Toward the end of the night, after a long day,
I can feel them squeezing up out of the places
I had them in when I was younger.
Those skinny soccer legs I had in gym class
just before I lost my decency when faced with competition
and hurt another junior high school boy.
Bloody noses and calls for a referee.
Those legs walked me up the mountain every day after school,
ran me through the woods at night, restless.
They were so free once to have now followed
their way into the monotony of profession.
You have to walk into something everyday for the rest of
your life,
a kitchen, an office, a grocery store, a construction site.
I have chosen my room to grow old in, the kitchen.
I am Babette
alone plating dishes of flank steak roulade stuffed with
caramelized onions, mushrooms, garlic, rosemary and thyme.
The glasses clink in the other room,
the guests are brought to tears by the toast
for parents that have recently passed away.
Sometimes two guests will join me.
Invisible I stand behind them while they whisper to each
other.
Husbands flirting with the wives of other men,
professionals discussing their options for the future
with a trusted friend.
The cats and I keep our eyes down and wash dishes or stir
pots.
I pull open the door to the dining room and serve.
Looping between shoulders and smiling,
a new toast is called and the door closes again.
I have to sigh and relax into my hunched back
when I only have the dishes left.
That's when I begin to notice the sting of these small
spider veins
as they creep their way out to the surface of my skin.

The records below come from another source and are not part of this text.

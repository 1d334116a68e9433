//! 通用常量.

/// 采集参数阈值的默认值.
pub mod limits {
    /// 单带 (single-band) 协议的重复时间 (TR) 区间, 单位为秒, 两端闭合.
    pub const TR_SINGLE_BAND: (f64, f64) = (0.5, 1.0);

    /// 多带 (multiband) 协议的重复时间 (TR) 区间, 单位为秒, 两端闭合.
    pub const TR_MULTIBAND: (f64, f64) = (2.9, 3.1);

    /// 扫描深度 (`dim3 * pixdim3`) 区间, 单位为毫米, 两端闭合.
    pub const SCAN_DEPTH_MM: (f64, f64) = (155.0, 180.0);

    /// `PercentPhaseFOV` 必须严格大于该值.
    pub const MIN_PERCENT_PHASE_FOV: f64 = 72.0;

    /// 最短扫描时长 (TR × volumes), 单位为秒.
    pub const MIN_DURATION_SEC: f64 = 300.0;

    /// 非脑部线圈. 大小写敏感.
    pub const BAD_COILS: [&str; 2] = ["Q-Body", "BODY"];

    /// 已知有问题的采集 (BIDS 转换错误) 的 Image ID.
    pub const BAD_IMAGE_IDS: [i64; 4] = [1341794, 401073, 1636121, 1259845];
}

/// 头动质控与最终纳入的默认值.
pub mod motion {
    /// 将旋转位移 (弧度) 换算为弧长的头部半径, 单位为毫米.
    pub const HEAD_RADIUS_MM: f64 = 50.0;

    /// 高运动帧的 FD 阈值, 单位为毫米.
    pub const FD_THRESH_MM: f64 = 0.5;

    /// 平均 FD 超过该值的 run 将被排除.
    pub const FD_MEAN_THRESH_MM: f64 = 0.5;

    /// 高运动帧占比超过该值的 run 将被排除.
    pub const FD_PROP_THRESH: f64 = 0.30;
}

/// Euler 数提取与站点内离群检测的默认值.
pub mod euler {
    /// 中心化后的 `sqrt(-euler)` 超过该值即视为站点内离群.
    pub const OUTLIER_THRESH: f64 = 5.0;

    /// 从被试名推断站点时去掉的前缀.
    pub const SITE_PREFIX: &str = "sub-ADNI";

    /// 站点代码长度.
    pub const SITE_LEN: usize = 3;

    /// 日志中没有 Euler 数时调用的 FreeSurfer 程序.
    pub const MRIS_EULER_NUMBER: &str = "mris_euler_number";
}

/// 报告中按厂商分面统计时使用的厂商名.
pub const MANUFACTURERS: [&str; 3] = ["Philips", "Siemens", "GE"];

/// 序列化数组字段允许的最大元素个数, 与 NIfTI `dim`/`pixdim` 的 8 个元素一致.
pub const MAX_LIST_LEN: usize = 8;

Most women earn their veins with children
I earn them in heavy platters of cured meats and cheeses
or long hours on cheap shoes.
* * * * *
Brittany Baldwin runs a small catering and personal chef company that
maintains its own organic garden. She has written poetry in Portland
for eight years while starting her own business and self publishing her
own poetry collection, Broken Knuckles Against Knives, Cutting The Food To Feed Me Through This
(2005). In 2002 she received a BA in Creative Writing from the
University of Colorado. Her poetry has appeared in the poetry
collections Ephemeris and Broken Word: Alberta Street Anthology Volume 1 and 2.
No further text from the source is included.